Recovery Rate = [Product in GPH / Total Flow in GPH] x 100
Sample Calculations can be found here:
Compare your Total Flow Rate & Recovery Rate to your system’s nominal specs.
Quick Production Breakdowns of Systems
MINIMUM ACCEPTABLE RECOVERY RATE VALUES:
7% Clark Pump (Ventura 150)
6.5% Actual Recovery ---> 5.5% Minimum Acceptable
10% Clark Pump (Ventura 200, Cape Horn, Catalina, Newport 400)

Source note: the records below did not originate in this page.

//! Bearer token verification for the hosted auth provider.
//!
//! The provider signs access tokens with HS256 using a project secret. This
//! module only verifies them and reads the role claims; users and sessions are
//! owned by the provider.

use chrono::{Duration, Utc};
use jsonwebtoken::{decode, encode, Algorithm, DecodingKey, EncodingKey, Header, Validation};
use serde::{Deserialize, Serialize};
use thiserror::Error;

/// Role value that grants access to the admin API.
pub const ADMIN_ROLE: &str = "admin";

/// Default leeway in seconds for clock skew tolerance
pub const DEFAULT_LEEWAY_SECS: u64 = 30;

/// Error type for JWT operations.
#[derive(Debug, Error)]
pub enum JwtError {
    #[error("Failed to encode token: {0}")]
    EncodingError(String),

    #[error("Failed to decode token: {0}")]
    DecodingError(String),

    #[error("Token has expired")]
    TokenExpired,

    #[error("Invalid token")]
    InvalidToken,

    #[error("Invalid key: {0}")]
    InvalidKey(String),
}

/// Free-form metadata object carried by provider tokens.
#[derive(Debug, Clone, Default, PartialEq, Eq, Serialize, Deserialize)]
pub struct RoleMetadata {
    #[serde(default, skip_serializing_if = "Option::is_none")]
    pub role: Option<String>,
    #[serde(default, skip_serializing_if = "Option::is_none")]
    pub name: Option<String>,
}

/// Claims read from a provider-issued access token.
#[derive(Debug, Clone, Serialize, Deserialize)]
pub struct AuthClaims {
    /// Subject (user ID at the provider)
    pub sub: String,
    /// Expiration time (Unix timestamp)
    pub exp: i64,
    /// Issued at (Unix timestamp)
    pub iat: i64,
    #[serde(default, skip_serializing_if = "Option::is_none")]
    pub aud: Option<String>,
    #[serde(default, skip_serializing_if = "Option::is_none")]
    pub email: Option<String>,
    /// Database role assigned by the provider, usually "authenticated".
    #[serde(default, skip_serializing_if = "Option::is_none")]
    pub role: Option<String>,
    #[serde(default, skip_serializing_if = "Option::is_none")]
    pub user_metadata: Option<RoleMetadata>,
    #[serde(default, skip_serializing_if = "Option::is_none")]
    pub app_metadata: Option<RoleMetadata>,
}

impl AuthClaims {
    /// Builds claims for `sub` that expire `ttl_secs` from now.
    pub fn new(sub: impl Into<String>, ttl_secs: i64) -> Self {
        let now = Utc::now();
        Self {
            sub: sub.into(),
            exp: (now + Duration::seconds(ttl_secs)).timestamp(),
            iat: now.timestamp(),
            aud: Some("authenticated".to_string()),
            email: None,
            role: Some("authenticated".to_string()),
            user_metadata: None,
            app_metadata: None,
        }
    }

    /// Marks the claims as belonging to an administrator.
    pub fn with_admin_role(mut self) -> Self {
        self.app_metadata = Some(RoleMetadata {
            role: Some(ADMIN_ROLE.to_string()),
            name: None,
        });
        self
    }

    pub fn with_email(mut self, email: impl Into<String>) -> Self {
        self.email = Some(email.into());
        self
    }

    /// Whether `app_metadata` carries the admin role.
    ///
    /// `user_metadata` is writable by the account holder and is never
    /// consulted here.
    pub fn is_admin(&self) -> bool {
        self.app_metadata
            .as_ref()
            .and_then(|m| m.role.as_deref())
            .map(|r| r == ADMIN_ROLE)
            .unwrap_or(false)
    }
}

/// Verifies (and, for tooling, issues) HS256 tokens with the provider secret.
#[derive(Clone)]
pub struct JwtVerifier {
    encoding_key: EncodingKey,
    decoding_key: DecodingKey,
    leeway_secs: u64,
    audience: Option<String>,
}

impl std::fmt::Debug for JwtVerifier {
    fn fmt(&self, f: &mut std::fmt::Formatter<'_>) -> std::fmt::Result {
        f.debug_struct("JwtVerifier")
            .field("leeway_secs", &self.leeway_secs)
            .field("audience", &self.audience)
            .field("secret", &"[REDACTED]")
            .finish()
    }
}

impl JwtVerifier {
    /// Creates a verifier from the provider's signing secret.
    pub fn new(secret: &str, leeway_secs: u64, audience: Option<String>) -> Result<Self, JwtError> {
        if secret.is_empty() {
            return Err(JwtError::InvalidKey("JWT secret must not be empty".to_string()));
        }

        Ok(Self {
            encoding_key: EncodingKey::from_secret(secret.as_bytes()),
            decoding_key: DecodingKey::from_secret(secret.as_bytes()),
            leeway_secs,
            audience: audience.filter(|a| !a.is_empty()),
        })
    }

    /// Signs the given claims. The service itself never hands these out.
    pub fn issue(&self, claims: &AuthClaims) -> Result<String, JwtError> {
        encode(&Header::new(Algorithm::HS256), claims, &self.encoding_key)
            .map_err(|e| JwtError::EncodingError(e.to_string()))
    }

    /// Validates a token and returns its claims.
    pub fn verify(&self, token: &str) -> Result<AuthClaims, JwtError> {
        let mut validation = Validation::new(Algorithm::HS256);
        validation.validate_exp = true;
        validation.leeway = self.leeway_secs;
        match &self.audience {
            Some(aud) => validation.set_audience(&[aud.as_str()]),
            None => validation.validate_aud = false,
        }

        let token_data =
            decode::<AuthClaims>(token, &self.decoding_key, &validation).map_err(|e| {
                match e.kind() {
                    jsonwebtoken::errors::ErrorKind::ExpiredSignature => JwtError::TokenExpired,
                    jsonwebtoken::errors::ErrorKind::InvalidToken
                    | jsonwebtoken::errors::ErrorKind::InvalidSignature
                    | jsonwebtoken::errors::ErrorKind::InvalidAudience => JwtError::InvalidToken,
                    _ => JwtError::DecodingError(e.to_string()),
                }
            })?;

        Ok(token_data.claims)
    }
}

9.0% Actual Recovery ---> 8.0% Minimum Acceptable
20% Clark Pump (Newport 700/1000)
18.5% Actual Recovery ---> 17.5% Minimum Acceptable
***Recovery Rate below minimum is indicative of an internal leak within the Clark Pump***
If the measured recovery rate is lower than the "Minimum Acceptable Recovery Rate", then it's time to send your pump in for an upgrade as it is worn out or pick up an upgrade kit to attempt on your own. Note that certain seals/o-rings can be challenging in the field without some of the specialized installation tools used at the factory.
See General Clark Pump Check-Up for some tips on checking out your Clark Pump.
Low feed flow and/or low feed pressure is commonly associated with a lack of voltage or a worn feed pump head. If you are making above the minimum value for Product Flow and the quality is below 500 ppm, the system is functioning normally.